In December 2020, the Gujarat Urja Vikas Nigam Limited (GUVNL) auctioned 500 MW of solar projects and it has set a new record of Rs 1.99 per kWh with the NTPC getting 200 MW, Torrent Power getting 100 MW, Saudi Arabia’s Al Jomaiah Energy and Water Co getting 80 MW, and Aditya Renewables getting the balance 120 MW using the bucket filling method. This is the lowest discovered solar tariff in India to-date and comes on top of the already discovered low tariff of Rs 2 per kWh in November 2020 when the federal government owned Solar Energy Corporation of India (SECI) tendered 1,070 MW in Rajasthan. The successful solar transaction is important in many ways and shows that the private sector, including foreign investors, would bid for well-developed projects with demand risk mitigation in the form of Power Purchase Agreements with credible buyers, notwithstanding Covid-19, because by its very nature, infrastructure investment is a long-term game. The coming of age of solar power also sidesteps the traditional trade-off between economic growth and sustainable development, and is crucial for the country to meet its voluntary Nationally Determined Contributions as part of its Paris Accord obligations.
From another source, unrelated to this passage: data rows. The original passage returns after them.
//! Form-level validation. A form is accepted only when every field passes;
//! the caller gets the full list of per-field problems otherwise.

use serde::Serialize;

use crate::models::profile::{EducationEntry, PersonalInfo, WorkExperience};
use crate::validation::fields::{validate_email, validate_phone, validate_url};

#[derive(Debug, Clone, PartialEq, Eq, Serialize)]
pub struct FieldError {
    pub field: &'static str,
    pub message: String,
}

impl FieldError {
    fn new(field: &'static str, message: impl Into<String>) -> Self {
        Self {
            field,
            message: message.into(),
        }
    }
}

fn is_blank(value: &str) -> bool {
    value.trim().is_empty()
}

fn require(errors: &mut Vec<FieldError>, field: &'static str, label: &str, value: &str) {
    if is_blank(value) {
        errors.push(FieldError::new(field, format!("{label} is required")));
    }
}

pub fn validate_personal_info(info: &PersonalInfo) -> Vec<FieldError> {
    let mut errors = Vec::new();

    require(&mut errors, "first_name", "First name", &info.first_name);
    require(&mut errors, "last_name", "Last name", &info.last_name);

    if is_blank(&info.email) {
        errors.push(FieldError::new("email", "Email is required"));
    } else if !validate_email(info.email.trim()) {
        errors.push(FieldError::new("email", "Please enter a valid email address"));
    }

    if !is_blank(&info.phone) && !validate_phone(&info.phone) {
        errors.push(FieldError::new("phone", "Please enter a valid phone number"));
    }

    let links = [
        ("linkedin", &info.linkedin),
        ("github", &info.github),
        ("website", &info.website),
    ];
    for (field, value) in links {
        if let Some(url) = value.as_deref().map(str::trim) {
            if !validate_url(url) {
                errors.push(FieldError::new(field, "Please enter a valid URL"));
            }
        }
    }

    errors
}

pub fn validate_work_experience(entry: &WorkExperience) -> Vec<FieldError> {
    let mut errors = Vec::new();
    require(&mut errors, "job_title", "Job title", &entry.job_title);
    require(&mut errors, "company", "Company", &entry.company);
    require(&mut errors, "description", "Job description", &entry.description);

    if let crate::models::profile::EndDate::On(end) = entry.end_date {
        if end < entry.start_date {
            errors.push(FieldError::new(
                "end_date",
                "End date cannot be before the start date",
            ));
        }
    }
    errors
}

pub fn validate_education(entry: &EducationEntry) -> Vec<FieldError> {
    let mut errors = Vec::new();
    require(&mut errors, "degree", "Degree", &entry.degree);
    require(&mut errors, "school", "School", &entry.school);
    errors
}

/// Trims every free-text field of the personal info form.
pub fn normalize_personal_info(info: PersonalInfo) -> PersonalInfo {
    fn opt(value: Option<String>) -> Option<String> {
        value
            .map(|v| v.trim().to_string())
            .filter(|v| !v.is_empty())
    }

    PersonalInfo {
        first_name: info.first_name.trim().to_string(),
        last_name: info.last_name.trim().to_string(),
        email: info.email.trim().to_string(),
        phone: info.phone.trim().to_string(),
        location: info.location.trim().to_string(),
        linkedin: opt(info.linkedin),
        github: opt(info.github),
        website: opt(info.website),
        professional_summary: opt(info.professional_summary),
    }
}

#[cfg(test)]
mod tests {
    use super::*;
    use chrono::NaiveDate;

    use crate::models::profile::EndDate;

    fn valid_info() -> PersonalInfo {
        PersonalInfo {
            first_name: "Jane".to_string(),
            last_name: "Doe".to_string(),
            email: "jane@example.com".to_string(),
            phone: "555-123-4567".to_string(),
            location: "Austin, TX".to_string(),
            linkedin: Some("linkedin.com/in/janedoe".to_string()),
            ..PersonalInfo::default()
        }
    }

    #[test]
    fn test_valid_personal_info_has_no_errors() {
        assert!(validate_personal_info(&valid_info()).is_empty());
    }

    #[test]
    fn test_missing_names_and_bad_email_reported_per_field() {
        let info = PersonalInfo {
            first_name: " ".to_string(),
            last_name: String::new(),
            email: "nope".to_string(),
            ..valid_info()
        };
        let fields: Vec<&str> = validate_personal_info(&info)
            .iter()
            .map(|e| e.field)
            .collect();
        assert_eq!(fields, vec!["first_name", "last_name", "email"]);
    }

    #[test]
    fn test_phone_is_optional_but_checked_when_present() {
        let mut info = valid_info();
        info.phone = String::new();
        assert!(validate_personal_info(&info).is_empty());
        info.phone = "12".to_string();
        assert_eq!(validate_personal_info(&info)[0].field, "phone");
    }

    #[test]
    fn test_bad_link_is_reported() {
        let mut info = valid_info();
        info.website = Some("not a url".to_string());
        assert_eq!(validate_personal_info(&info)[0].field, "website");
    }

    #[test]
    fn test_work_experience_requires_core_fields() {
        let entry = WorkExperience {
            job_title: String::new(),
            company: "Acme".to_string(),
            location: String::new(),
            start_date: NaiveDate::from_ymd_opt(2021, 1, 1).unwrap(),
            end_date: EndDate::On(NaiveDate::from_ymd_opt(2020, 1, 1).unwrap()),
            description: String::new(),
        };
        let fields: Vec<&str> = validate_work_experience(&entry)
            .iter()
            .map(|e| e.field)
            .collect();
        assert_eq!(fields, vec!["job_title", "description", "end_date"]);
    }

    #[test]
    fn test_education_requires_degree_and_school() {
        let entry = EducationEntry {
            degree: "BSc".to_string(),
            major: String::new(),
            school: String::new(),
            location: String::new(),
            graduation_date: NaiveDate::from_ymd_opt(2020, 5, 15).unwrap(),
            gpa: None,
            achievements: None,
        };
        assert_eq!(validate_education(&entry)[0].field, "school");
    }

    #[test]
    fn test_normalize_drops_blank_optionals() {
        let info = normalize_personal_info(PersonalInfo {
            first_name: "  Jane ".to_string(),
            github: Some("   ".to_string()),
            ..valid_info()
        });
        assert_eq!(info.first_name, "Jane");
        assert!(info.github.is_none());
    }
}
Finally, among the most noteworthy and largely unsung success stories is the Delhi Power Distribution public-private partnership, through which the responsibility for power distribution in most of Delhi was transferred to the private sector (Reliance and Tata) in 2002. This successful state initiative in a very demanding sector (power distribution is one of the most difficult sectors for the private sector to get into because of low tariffs—there is a loss of Rs 0.72 per unit of power sold in the country—and associated political sensitivity of any move to make the tariffs cost-reflective) compares with the best in the world (Katharina Gassner et al, 2007).

A before-after analysis bears this out. Before 2002, there were high aggregate, technical & commercial losses (over 50%) contributed largely by electricity theft, uncollected revenue, and technical losses, leading to shortage of power, unscheduled blackouts and high Delhi Vidyut Board (the predecessor state-owned entity) losses. These losses were Rs 1,192 crore in 2001-02 (on the eve of privatisation) and were growing at an average of Rs 50 crore per annum.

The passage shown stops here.